Wie Hewlett erfuhr, wurde einer der ersten Patienten aus dem Dorfkrankenhaus herausgeholt, weil seine Familie nicht an die Diagnose Ebola glaubte und sich lieber an einen traditionellen Heiler wandte. Nachdem der Patient zu Hause ohne Versorgung durch medizinisches Personal und nach erfolgloser Behandlung durch den Heiler gestorben war, wurde die Stimmung gereizt. Der Heiler verkündete, dieser Mann sei durch Hexerei vergiftet worden und der Täter sei sein älterer Bruder, ein erfolgreicher Mann, der in einem Nachbardorf arbeitete. Der ältere Bruder, ein Lehrer, war zum Schulinspektor aufgestiegen und teilte sein gutes Einkommen nicht mit seiner Familie. Wie beim Volk der Bakola im Nordosten Gabuns und seinem ezanga , so bildeten eifersüchtige Animositäten also auch hier den Hintergrund für den Vorwurf der Hexerei. Als noch ein weiterer Bruder und ein Neffe gestorben waren, steckten Angehörige das Haus des älteren Bruders in Mbomo in Brand und schickten einen Trupp los, der ihn töten sollte. Die Männer wurden von der Polizei aufgehalten. Der ältere Bruder galt nun zwar als böser Zauberer, entging aber der Rache. Schließlich zerrütteten die Beziehungen innerhalb der Dorfgemeinschaft völlig, weil immer mehr Opfer an dem unsichtbaren Schreckgespenst starben, ohne dass es eine Heilung oder eine zufriedenstellende Erklärung gegeben hätte. Das ging so weit, dass jeder, der ungewöhnlich aussah oder sich von der Menge abhob, verdächtigt wurde.

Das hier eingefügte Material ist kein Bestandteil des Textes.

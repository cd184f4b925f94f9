//! Pre-shared key authentication for calls from the chat transport adapter.

use axum::{
    extract::Request,
    http::{header, HeaderMap},
    middleware::Next,
    response::{IntoResponse, Response},
};
use subtle::ConstantTimeEq;

use crate::errors::AppError;

/// Header name for the API key.
pub const API_KEY_HEADER: &str = "x-api-key";

/// Reject requests that do not carry the configured key.
///
/// With no key configured every request passes.
pub async fn psk_auth_layer(expected_psk: Option<String>, request: Request, next: Next) -> Response {
    let Some(expected) = expected_psk else {
        return next.run(request).await;
    };

    let verdict = presented_key(request.headers()).map(|key| keys_match(key, &expected));
    match verdict {
        Some(true) => next.run(request).await,
        Some(false) => AppError::Unauthorized("Invalid API key".to_string()).into_response(),
        None => AppError::Unauthorized("Missing API key".to_string()).into_response(),
    }
}

/// Key from `x-api-key`, falling back to an `Authorization: Bearer` token.
fn presented_key(headers: &HeaderMap) -> Option<&str> {
    headers
        .get(API_KEY_HEADER)
        .and_then(|v| v.to_str().ok())
        .or_else(|| {
            headers
                .get(header::AUTHORIZATION)
                .and_then(|v| v.to_str().ok())
                .and_then(|s| s.strip_prefix("Bearer "))
        })
}

fn keys_match(presented: &str, expected: &str) -> bool {
    presented.as_bytes().ct_eq(expected.as_bytes()).into()
}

Wenig später breitete sich die Krankheit auf so viele Angehörige der Dorfgemeinschaft aus, dass Zauberei den Einheimischen als plausible Erklärung nicht mehr ausreichte. Die Alternative war opepe , eine Epidemie, in Mbomo (auf Kota, einer der einheimischen Sprachen) die Entsprechung zu dem, was Barry Hewlett bei den Acholi unter dem Namen gemo kennengelernt hatte. »Diese Krankheit tötet alle«, sagte ein Einheimischer zu Barry Hewlett, 15 deshalb könne es sich nicht um Hexerei handeln, denn die ziele stets auf Einzelne oder ihre Familien ab. Bis Anfang Juni 2003 hatte es in Mbomo und Umgebung 143 Krankheitsfälle gegeben, 128 Betroffene waren gestorben. Das entspricht einer Sterblichkeitsrate von 90 Prozent und ist selbst für das Ebolavirus vom Zaire-Typ ein Spitzenwert.